Its a sad month indeed... RIP Boss


----------



## Liverpool_fan (Oct 13, 2011)

RIP Sir Dennis Ritchie.


----------



## nims11 (Oct 13, 2011)

RIP dennis ritchie.
He played an undisputable role in the evolution of computer programming.


----------



## Piyush (Oct 13, 2011)

awful year this has been
RIP sir


----------



## silicon_fusion (Oct 13, 2011)

This is 2 much man..The man who gave this world more than Jobs are not here,but people in the world donot know abut this.. 
Rest In peace Ritchie Sir


----------



## krishnandu.sarkar (Oct 13, 2011)

RIP Sir Ritche


----------



## asingh (Oct 13, 2011)

Sad to hear this. God bless his soul.


----------



## sygeek (Oct 14, 2011)

Rest In Peace.


----------



## MetalheadGautham (Oct 14, 2011)

His book is the one which started off everything for me.

RIP


----------



## gameranand (Oct 14, 2011)

What a crazy month we lost two lengeds of tech.
RIP.


----------



## Vyom (Oct 14, 2011)

I can't say much about Dennis. All I can say, is he was a person who have a profound impact on my life.

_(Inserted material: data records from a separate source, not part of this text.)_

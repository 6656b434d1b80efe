//! Anti-abuse middleware for the CAPTCHA and contact endpoints
//!
//! The CAPTCHA keeps humans-with-browsers in; this keeps the cheap noise out:
//! - Blocks curl/wget/bot user agents
//! - Rate limiting per visitor session (stops image and submit flooding),
//!   falling back to the peer's network for clients that never keep the cookie

use axum::{
    body::Body,
    extract::{ConnectInfo, State},
    http::{header, Request, Response, StatusCode},
    middleware::Next,
    response::IntoResponse,
};
use ipnet::IpNet;
use std::{
    collections::HashMap,
    net::{IpAddr, SocketAddr},
    sync::Arc,
    time::{Duration, Instant},
};
use tokio::sync::RwLock;

use crate::session::{fingerprint, session_from_headers};

/// Rate limiter state
#[derive(Debug, Clone)]
pub struct RateLimiter {
    /// Map of session key to (request count, window start)
    requests: Arc<RwLock<HashMap<String, (u32, Instant)>>>,
    /// Maximum requests per window
    max_requests: u32,
    /// Time window duration
    window: Duration,
}

impl Default for RateLimiter {
    fn default() -> Self {
        Self::new(30, Duration::from_secs(60)) // 30 requests per minute
    }
}

impl RateLimiter {
    pub fn new(max_requests: u32, window: Duration) -> Self {
        Self {
            requests: Arc::new(RwLock::new(HashMap::new())),
            max_requests,
            window,
        }
    }

    /// Check if a request should be allowed
    /// Returns true if allowed, false if rate limited
    pub async fn check(&self, key: &str) -> bool {
        let now = Instant::now();
        let mut requests = self.requests.write().await;

        match requests.get_mut(key) {
            Some((count, window_start)) => {
                // Check if we're in a new window
                if now.duration_since(*window_start) >= self.window {
                    *count = 1;
                    *window_start = now;
                    true
                } else if *count >= self.max_requests {
                    false
                } else {
                    *count += 1;
                    true
                }
            }
            None => {
                requests.insert(key.to_string(), (1, now));
                true
            }
        }
    }

    /// Drop windows that ended long ago, returning how many were removed
    pub async fn cleanup(&self) -> usize {
        let now = Instant::now();
        let mut requests = self.requests.write().await;
        let before = requests.len();
        requests.retain(|_, (_, window_start)| now.duration_since(*window_start) < self.window * 2);
        before - requests.len()
    }

    /// Seconds a limited client should wait, for `Retry-After`
    pub fn retry_after_secs(&self) -> u64 {
        self.window.as_secs().max(1)
    }
}

/// Anti-abuse configuration
#[derive(Debug, Clone)]
pub struct AbuseConfig {
    /// Whether to block suspicious user agents
    pub block_user_agents: bool,
    /// Rate limiter (None = disabled)
    pub rate_limiter: Option<RateLimiter>,
}

impl Default for AbuseConfig {
    fn default() -> Self {
        Self {
            block_user_agents: true,
            rate_limiter: Some(RateLimiter::default()),
        }
    }
}

impl AbuseConfig {
    /// No filtering at all
    pub fn disabled() -> Self {
        Self {
            block_user_agents: false,
            rate_limiter: None,
        }
    }

    /// Load config from environment variables
    pub fn from_env() -> Self {
        let block_user_agents = std::env::var("ABUSE_BLOCK_USER_AGENTS")
            .map(|v| v != "0" && v.to_lowercase() != "false")
            .unwrap_or(true);

        let rate_limit_enabled = std::env::var("ABUSE_RATE_LIMIT")
            .map(|v| v != "0" && v.to_lowercase() != "false")
            .unwrap_or(true);

        let rate_limiter = if rate_limit_enabled {
            let max_requests = std::env::var("ABUSE_RATE_LIMIT_MAX")
                .ok()
                .and_then(|v| v.parse().ok())
                .unwrap_or(30);

            let window_secs = std::env::var("ABUSE_RATE_LIMIT_WINDOW")
                .ok()
                .and_then(|v| v.parse().ok())
                .unwrap_or(60);

            Some(RateLimiter::new(
                max_requests,
                Duration::from_secs(window_secs),
            ))
        } else {
            None
        };

        tracing::info!(
            block_user_agents,
            rate_limit_enabled,
            "Anti-abuse config loaded"
        );

        Self {
            block_user_agents,
            rate_limiter,
        }
    }
}

/// Check if a user agent looks like a bot/curl
fn is_blocked_user_agent(user_agent: &str) -> bool {
    let ua_lower = user_agent.to_lowercase();
    // Block common CLI tools
    if ua_lower.contains("curl")
        || ua_lower.contains("wget")
        || ua_lower.contains("httpie")
        || ua_lower.contains("python-requests")
        || ua_lower.contains("python-urllib")
        || ua_lower.contains("libwww-perl")
        || ua_lower.contains("go-http-client")
        || ua_lower.contains("java/")
    {
        return true;
    }

    // "bot" as a word ending, "spider" or "crawler" anywhere
    ua_lower.ends_with("bot")
        || ua_lower.contains("bot/")
        || ua_lower.contains("bot ")
        || ua_lower.contains("spider")
        || ua_lower.contains("crawler")
}

/// Prefix length peers are grouped by. IPv6 clients usually own a whole /64.
const IPV4_PEER_PREFIX: u8 = 32;
const IPV6_PEER_PREFIX: u8 = 64;

/// Network a peer address is rate limited as
fn peer_network(ip: IpAddr) -> IpNet {
    let prefix = match ip {
        IpAddr::V4(_) => IPV4_PEER_PREFIX,
        IpAddr::V6(_) => IPV6_PEER_PREFIX,
    };
    IpNet::new(ip, prefix)
        .map(|net| net.trunc())
        .unwrap_or_else(|_| IpNet::from(ip))
}

/// Rate limit key for a request
/// The session cookie if the client sent one, otherwise the peer's network.
/// Returns None only when neither is known.
fn get_rate_limit_key(request: &Request<Body>) -> Option<String> {
    if let Some(session) = session_from_headers(request.headers()) {
        return Some(format!("session:{}", session));
    }

    request
        .extensions()
        .get::<ConnectInfo<SocketAddr>>()
        .map(|ConnectInfo(addr)| format!("peer:{}", peer_network(addr.ip())))
}

/// Build a 403 Forbidden response
fn forbidden() -> Response<Body> {
    (
        StatusCode::FORBIDDEN,
        [(header::CONTENT_TYPE, "text/plain")],
        "Access denied",
    )
        .into_response()
}

/// Build a 429 Too Many Requests response
fn rate_limited(retry_after_secs: u64) -> Response<Body> {
    (
        StatusCode::TOO_MANY_REQUESTS,
        [
            (header::CONTENT_TYPE, "text/plain".to_string()),
            (header::RETRY_AFTER, retry_after_secs.to_string()),
        ],
        "Rate limit exceeded. Please slow down.",
    )
        .into_response()
}

/// Middleware for anti-abuse protection on the CAPTCHA and contact routes
pub async fn abuse_middleware(
    State(config): State<Arc<AbuseConfig>>,
    request: Request<Body>,
    next: Next,
) -> Response<Body> {
    if config.block_user_agents {
        match request
            .headers()
            .get(header::USER_AGENT)
            .map(|ua| ua.to_str().unwrap_or(""))
        {
            Some(ua) if is_blocked_user_agent(ua) => {
                tracing::warn!(user_agent = ua, path = %request.uri().path(), "Blocked suspicious user agent");
                return forbidden();
            }
            Some(_) => {}
            None => {
                // No user agent at all is suspicious
                tracing::warn!(path = %request.uri().path(), "Blocked request with no User-Agent");
                return forbidden();
            }
        }
    }

    if let Some(ref rate_limiter) = config.rate_limiter {
        if let Some(key) = get_rate_limit_key(&request) {
            if !rate_limiter.check(&key).await {
                let client = match key.strip_prefix("session:") {
                    Some(session) => fingerprint(session),
                    None => key.clone(),
                };
                tracing::warn!(client = %client, path = %request.uri().path(), "Rate limited");
                return rate_limited(rate_limiter.retry_after_secs());
            }
        }
    }

    next.run(request).await
}
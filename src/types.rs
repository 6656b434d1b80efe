use serde::{Deserialize, Serialize};

/// Opaque visitor session id (a ULID delivered by cookie)
pub type SessionId = String;

/// JSON body returned by `POST /contact`
#[derive(Debug, Clone, Serialize, Deserialize, PartialEq)]
pub struct ContactResponse {
    pub ok: bool,
    pub message: String,
}

/// JSON body returned by `GET /healthz`
#[derive(Debug, Clone, Serialize)]
pub struct HealthResponse {
    pub status: &'static str,
    /// Whether the CAPTCHA font loaded and images can be served
    pub captcha: bool,
}
use super::AppState;
use crate::contact::{
    is_valid_email, sanitize_line, sanitize_text, ContactForm, ContactMessage, ContactRejection,
};
use crate::session::fingerprint;
use crate::types::SessionId;

impl AppState {
    /// Validate a contact submission and hand it to the message sink.
    ///
    /// Checks run in a fixed order and the first failure is reported.
    pub async fn submit_contact(
        &self,
        session: &SessionId,
        form: ContactForm,
    ) -> Result<ContactMessage, ContactRejection> {
        let name = sanitize_line(&form.sender_name);
        let email = form.sender_email.trim().to_string();
        let body = sanitize_text(&form.sender_message);
        let captcha = sanitize_line(&form.captcha);

        if captcha.is_empty() {
            return Err(ContactRejection::MissingContact);
        }

        if !self.verify_challenge(session, &captcha).await.passed() {
            return Err(ContactRejection::NotHuman);
        }

        if !is_valid_email(&email) {
            return Err(ContactRejection::EmailInvalid);
        }

        if name.is_empty() || body.is_empty() {
            return Err(ContactRejection::MissingContact);
        }

        if body.chars().count() > self.contact_config.max_message_chars {
            return Err(ContactRejection::MessageTooLong);
        }

        let message = ContactMessage {
            name,
            email,
            body,
            received_at: chrono::Utc::now(),
        };

        match self.sink.deliver(&message).await {
            Ok(()) => {
                tracing::info!(
                    session = %fingerprint(session),
                    sink = self.sink.name(),
                    "Contact message accepted"
                );
                Ok(message)
            }
            Err(e) => {
                tracing::error!(sink = self.sink.name(), "Contact message delivery failed: {}", e);
                Err(ContactRejection::Unsent)
            }
        }
    }
}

My introduction to the world of programming was C. I always used to be fascinated by the way we could make a computer work just like we desire, all with the help of a few lines of statements. The simplicity of C language combined with the mechanisms it provides to make codes with any degree of complexity is just unbeatable.

Even today, my favorite language is C, and nothing can ever take its place.

Rest in peace Mr. Ritchie. You have made lives of many C fans, _Rich_.


----------



## tmanikandan (Oct 14, 2011)

RIP Sir Dennis Ritchie


----------



## tejaslok (Oct 15, 2011)

RIP Sir  


and thank you for "C"   
they should atleast told about this sad demise in national news channels


----------



## RockerKG (Oct 15, 2011)

R.I.P Dennis...he was truly a gr8 legend ..


----------